Nanoparticles developed in Russia have shown potential to boost plant growth when used as a supplement in irrigation. This finding was shared by the press service of NUST MISIS, highlighting a growing interest in nanotechnology for agriculture.
In recent years, researchers have tested various metal nanoparticles added to soil during watering. These particles are not traditional nutrients. Instead, they interact with plant metabolism and microbial communities, sometimes accelerating growth or restraining harmful bacteria through targeted effects on cellular processes.
NUST MISIS researchers now propose applying a colloidal suspension of CoCuFeNi nanoparticles, a blend of cobalt, copper, iron, and nickel, directly into the soil. The approach aims to unlock the microfertilizer potential of these particles by making them available to plant tissues at the root level.
Reports from the team indicate that the suspension with CoCuFeNi nanoparticles increased plant height by up to 12 percent in watercress and up to 50 percent in oil radish. The stems appeared noticeably longer as a result of enhanced activity within plant tissues. The researchers describe the nanoparticle mix as having a complex mode of action, capable of entering cells and subcellular organelles to influence growth and development. A notable gain in biomass was observed, with about a 20 percent weight increase compared with plants irrigated with plain water. Such outcomes suggest the nanoparticles act as biostimulants that support growth beyond basic nutrient supply.
Beyond growth, the same nanoparticle complex demonstrated antimicrobial properties by inhibiting the growth of the bacterium Pseudomonas aeruginosa.

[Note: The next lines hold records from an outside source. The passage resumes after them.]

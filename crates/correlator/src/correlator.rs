use std::sync::Arc;
use std::time::{Duration, Instant};

use base64::{engine::general_purpose::STANDARD as BASE64, Engine as _};
use chrono::Utc;
use dashmap::DashMap;
use serde_json::json;
use tokio::task::JoinHandle;
use tokio::time::{interval, MissedTickBehavior};
use tokio_util::sync::CancellationToken;
use tracing::{debug, warn};

use cdp_bridge::params::{
    GetResponseBodyResult, LoadingFailedParams, LoadingFinishedParams, RequestWillBeSentParams,
    ResponseReceivedParams,
};
use cdp_bridge::{CdpTransport, CommandTarget};
use tap_policy::FilterPolicy;
use webtap_core_types::{content_hash, RequestId, ResourceType, SessionId, TargetId, TrafficRecord};
use webtap_event_bus::{BusEvent, CaptureBus};
use webtap_session_registry::InflightPurge;

use crate::errors::CorrelatorError;
use crate::inflight::{InflightEntry, Phase, ResponseMeta};
use crate::metrics;

#[derive(Clone, Debug)]
pub struct CorrelatorConfig {
    /// Request bodies (POST data) are truncated to this many bytes at entry.
    pub max_request_body_bytes: usize,
    /// Entries untouched for this long are evicted by maintenance.
    pub idle_timeout_ms: u64,
    pub maintenance_interval_ms: u64,
}

impl Default for CorrelatorConfig {
    fn default() -> Self {
        Self {
            max_request_body_bytes: 1_048_576,
            idle_timeout_ms: 120_000,
            maintenance_interval_ms: 5_000,
        }
    }
}

type FlightKey = (TargetId, RequestId);

/// Merges the four lifecycle notifications of each request into one
/// [`TrafficRecord`], emitted exactly once, at terminal transition.
pub struct Correlator {
    session: SessionId,
    cfg: CorrelatorConfig,
    policy: FilterPolicy,
    inflight: DashMap<FlightKey, InflightEntry>,
    transport: Arc<dyn CdpTransport>,
    bus: Arc<CaptureBus>,
}

/// Handle for the idle-eviction loop. Dropping it aborts the task.
pub struct MaintenanceHandle {
    cancel: CancellationToken,
    task: Option<JoinHandle<()>>,
}

impl MaintenanceHandle {
    pub async fn shutdown(mut self) -> Result<(), tokio::task::JoinError> {
        self.cancel.cancel();
        if let Some(task) = self.task.take() {
            match task.await {
                Ok(_) => Ok(()),
                Err(err) if err.is_cancelled() => Ok(()),
                Err(err) => Err(err),
            }
        } else {
            Ok(())
        }
    }
}

impl Drop for MaintenanceHandle {
    fn drop(&mut self) {
        self.cancel.cancel();
        if let Some(task) = self.task.take() {
            task.abort();
        }
    }
}

impl Correlator {
    pub fn new(
        session: SessionId,
        cfg: CorrelatorConfig,
        policy: FilterPolicy,
        transport: Arc<dyn CdpTransport>,
        bus: Arc<CaptureBus>,
    ) -> Arc<Self> {
        Arc::new(Self {
            session,
            cfg,
            policy,
            inflight: DashMap::new(),
            transport,
            bus,
        })
    }

    pub fn inflight_count(&self) -> usize {
        self.inflight.len()
    }

    /// Request-start notification. Admission runs here, at the earliest
    /// point: a rejected request creates no in-flight entry and costs
    /// nothing downstream. Returns whether the request was admitted.
    pub fn on_request_started(
        &self,
        target: TargetId,
        cdp_session: String,
        params: RequestWillBeSentParams,
        page_url: Option<String>,
        page_title: Option<String>,
    ) -> bool {
        let resource_type = params
            .resource_type
            .as_deref()
            .map(ResourceType::parse)
            .unwrap_or(ResourceType::Other);

        if !tap_policy::admit(&params.request.url, resource_type, &self.policy) {
            metrics::record_rejected();
            debug!(
                target: "correlator",
                url = %params.request.url,
                ?resource_type,
                "request rejected at admission"
            );
            return false;
        }

        let request_body = params
            .request
            .post_data
            .map(|body| truncate_utf8(body, self.cfg.max_request_body_bytes).0);
        let now = Instant::now();
        let entry = InflightEntry {
            cdp_session,
            phase: Phase::Started,
            method: params.request.method,
            url: params.request.url,
            request_headers: params.request.headers,
            request_body,
            page_url: page_url.or(params.document_url),
            page_title,
            resource_type,
            initiator: params.initiator.and_then(|i| i.url.or(Some(i.kind))),
            response: None,
            started_at: now,
            started_wall: Utc::now(),
            last_touch: now,
        };
        self.inflight
            .insert((target, RequestId(params.request_id)), entry);
        metrics::record_admitted();
        metrics::set_inflight(self.inflight.len());
        true
    }

    /// Response-headers notification. Enriches the entry; a miss (late
    /// event, purged connection, never-admitted request) is dropped silently.
    pub fn on_response_received(&self, target: TargetId, params: ResponseReceivedParams) {
        let key = (target, RequestId(params.request_id));
        match self.inflight.get_mut(&key) {
            Some(mut entry) => {
                entry.response = Some(ResponseMeta {
                    status: params.response.status,
                    status_text: params.response.status_text,
                    headers: params.response.headers,
                    mime_type: params.response.mime_type,
                });
                entry.phase = Phase::Responded;
                entry.last_touch = Instant::now();
            }
            None => {
                metrics::record_miss();
                debug!(target: "correlator", request = %key.1, "response for unknown request");
            }
        }
    }

    /// Authoritative completion. The entry is removed before any await so a
    /// duplicate notification cannot finalize twice; the body fetch happens
    /// outside the table. Finishing without a prior response phase still
    /// finalizes, with response fields defaulted.
    pub async fn on_loading_finished(
        &self,
        target: TargetId,
        params: LoadingFinishedParams,
    ) -> Option<TrafficRecord> {
        let request_id = RequestId(params.request_id);
        let Some((_, entry)) = self.inflight.remove(&(target.clone(), request_id.clone())) else {
            metrics::record_miss();
            debug!(target: "correlator", request = %request_id, "finish for unknown request");
            return None;
        };
        metrics::set_inflight(self.inflight.len());

        if entry.phase == Phase::Started {
            debug!(
                target: "correlator",
                request = %request_id,
                "finished without a response phase"
            );
        }

        let (body, body_truncated, original_body_size, fetch_error) =
            match self.fetch_body(&entry.cdp_session, &request_id).await {
                Ok(raw) => {
                    let (body, truncated, original) =
                        truncate_utf8(raw, self.policy.max_response_body_bytes);
                    (Some(body), truncated, original, None)
                }
                Err(err) => {
                    metrics::record_body_fetch_failure();
                    warn!(target: "correlator", request = %request_id, %err, "body fetch failed");
                    (None, false, 0, Some(err.to_string()))
                }
            };

        let mut record = self.base_record(target, request_id, &entry);
        record.completed = true;
        if let Some(response) = entry.response {
            record.status = Some(response.status);
            record.status_text = response.status_text;
            record.response_headers = response.headers;
            record.mime_type = response.mime_type;
        }
        record.body = body;
        record.body_truncated = body_truncated;
        record.original_body_size = original_body_size;
        record.fetch_error = fetch_error;

        let should_store = tap_policy::should_store(&record, &self.policy);
        self.emit(record.clone(), should_store).await;
        Some(record)
    }

    /// Terminal failure. No body fetch; the record is observational only and
    /// never stored.
    pub async fn on_loading_failed(
        &self,
        target: TargetId,
        params: LoadingFailedParams,
    ) -> Option<TrafficRecord> {
        let request_id = RequestId(params.request_id);
        let Some((_, entry)) = self.inflight.remove(&(target.clone(), request_id.clone())) else {
            metrics::record_miss();
            debug!(target: "correlator", request = %request_id, "failure for unknown request");
            return None;
        };
        metrics::set_inflight(self.inflight.len());

        let mut record = self.base_record(target, request_id, &entry);
        record.failed = true;
        record.error_text = Some(params.error_text);
        if let Some(response) = entry.response {
            record.status = Some(response.status);
            record.status_text = response.status_text;
            record.response_headers = response.headers;
            record.mime_type = response.mime_type;
        }

        self.emit(record.clone(), false).await;
        Some(record)
    }

    /// Drops every in-flight entry owned by the connection, without
    /// emission. Invoked by the registry on release.
    pub fn purge(&self, target: &TargetId) {
        let before = self.inflight.len();
        self.inflight.retain(|(owner, _), _| owner != target);
        let dropped = before - self.inflight.len();
        if dropped > 0 {
            metrics::record_evicted(dropped);
            metrics::set_inflight(self.inflight.len());
            debug!(target: "correlator", connection = %target, dropped, "purged in-flight entries");
        }
    }

    /// Evicts entries whose last lifecycle touch is older than the idle
    /// timeout. Nothing is emitted for them.
    pub fn evict_idle(&self) {
        let idle = Duration::from_millis(self.cfg.idle_timeout_ms);
        let now = Instant::now();
        let before = self.inflight.len();
        self.inflight
            .retain(|_, entry| now.saturating_duration_since(entry.last_touch) <= idle);
        let dropped = before - self.inflight.len();
        if dropped > 0 {
            metrics::record_evicted(dropped);
            metrics::set_inflight(self.inflight.len());
            debug!(target: "correlator", dropped, "evicted idle in-flight entries");
        }
    }

    /// Spawns the periodic idle-eviction loop.
    pub fn spawn_maintenance(self: &Arc<Self>) -> MaintenanceHandle {
        let correlator = Arc::clone(self);
        let cancel = CancellationToken::new();
        let loop_token = cancel.clone();
        let tick_interval = Duration::from_millis(self.cfg.maintenance_interval_ms.max(1));
        let task = tokio::spawn(async move {
            let mut ticker = interval(tick_interval);
            ticker.set_missed_tick_behavior(MissedTickBehavior::Skip);
            loop {
                tokio::select! {
                    _ = loop_token.cancelled() => break,
                    _ = ticker.tick() => correlator.evict_idle(),
                }
            }
        });
        MaintenanceHandle {
            cancel,
            task: Some(task),
        }
    }

    fn base_record(
        &self,
        target: TargetId,
        request_id: RequestId,
        entry: &InflightEntry,
    ) -> TrafficRecord {
        TrafficRecord {
            session: self.session.clone(),
            target,
            request_id,
            method: entry.method.clone(),
            url: entry.url.clone(),
            request_headers: entry.request_headers.clone(),
            request_body: entry.request_body.clone(),
            page_url: entry.page_url.clone(),
            page_title: entry.page_title.clone(),
            resource_type: entry.resource_type,
            initiator: entry.initiator.clone(),
            status: None,
            status_text: None,
            response_headers: Default::default(),
            mime_type: None,
            body: None,
            body_truncated: false,
            original_body_size: 0,
            fetch_error: None,
            completed: false,
            failed: false,
            error_text: None,
            content_hash: content_hash(&entry.method, &entry.url, entry.request_body.as_deref()),
            started_at: entry.started_wall,
            duration_ms: entry.started_at.elapsed().as_millis() as u64,
        }
    }

    async fn fetch_body(
        &self,
        cdp_session: &str,
        request_id: &RequestId,
    ) -> Result<String, CorrelatorError> {
        let result = self
            .transport
            .send_command(
                CommandTarget::Session(cdp_session.to_string()),
                "Network.getResponseBody",
                json!({ "requestId": request_id.0 }),
            )
            .await
            .map_err(|err| CorrelatorError::BodyFetch(err.to_string()))?;
        let decoded: GetResponseBodyResult = serde_json::from_value(result)
            .map_err(|err| CorrelatorError::BodyDecode(err.to_string()))?;
        if decoded.base64_encoded {
            let bytes = BASE64
                .decode(decoded.body.as_bytes())
                .map_err(|err| CorrelatorError::BodyDecode(err.to_string()))?;
            Ok(String::from_utf8_lossy(&bytes).into_owned())
        } else {
            Ok(decoded.body)
        }
    }

    async fn emit(&self, record: TrafficRecord, should_store: bool) {
        metrics::record_finalized();
        let handle = self.bus.dispatch(BusEvent::TrafficCaptured {
            record,
            should_store,
        });
        // Awaiting here makes finalization deterministic for callers; the
        // handlers themselves still run with their own timeout.
        if handle.wait().await.is_err() {
            debug!(target: "correlator", "dispatch abandoned during shutdown");
        }
    }
}

impl InflightPurge for Correlator {
    fn purge_connection(&self, target: &TargetId) {
        self.purge(target);
    }
}

/// Byte-bounded truncation that respects UTF-8 boundaries. Returns the
/// possibly-shortened string, whether it was cut, and the original length.
fn truncate_utf8(mut body: String, max: usize) -> (String, bool, u64) {
    let original = body.len() as u64;
    if body.len() <= max {
        return (body, false, original);
    }
    let mut cut = max;
    while cut > 0 && !body.is_char_boundary(cut) {
        cut -= 1;
    }
    body.truncate(cut);
    (body, true, original)
}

This dual action—promoting plant vigor while reducing certain pathogenic threats—could help improve crop resilience and lower disease risk for humans handling the produce.
In parallel with the plant-focused findings, researchers emphasize that these nanomaterials may alter the soil microbiome in ways that favor healthier plant–microbe interactions. The potential to reduce disease pressure while supporting robust growth positions this technology as a candidate for integrated crop management strategies. Further studies are expected to clarify long term effects on soil health, nutrient uptake, and environmental safety, with a cautious approach to deploying such materials in farming practice.
Earlier work in biology has illustrated how nature can use seemingly unusual traits to support survival. For instance, researchers have noted tail-like features in certain insects that serve as effective attractants for predators as part of broader ecological interactions. While unrelated to the nanotechnology under discussion, such observations remind scientists that biological systems respond to multiple cues, sometimes in unexpected ways, underscoring the need for comprehensive evaluation when introducing new materials into ecosystems.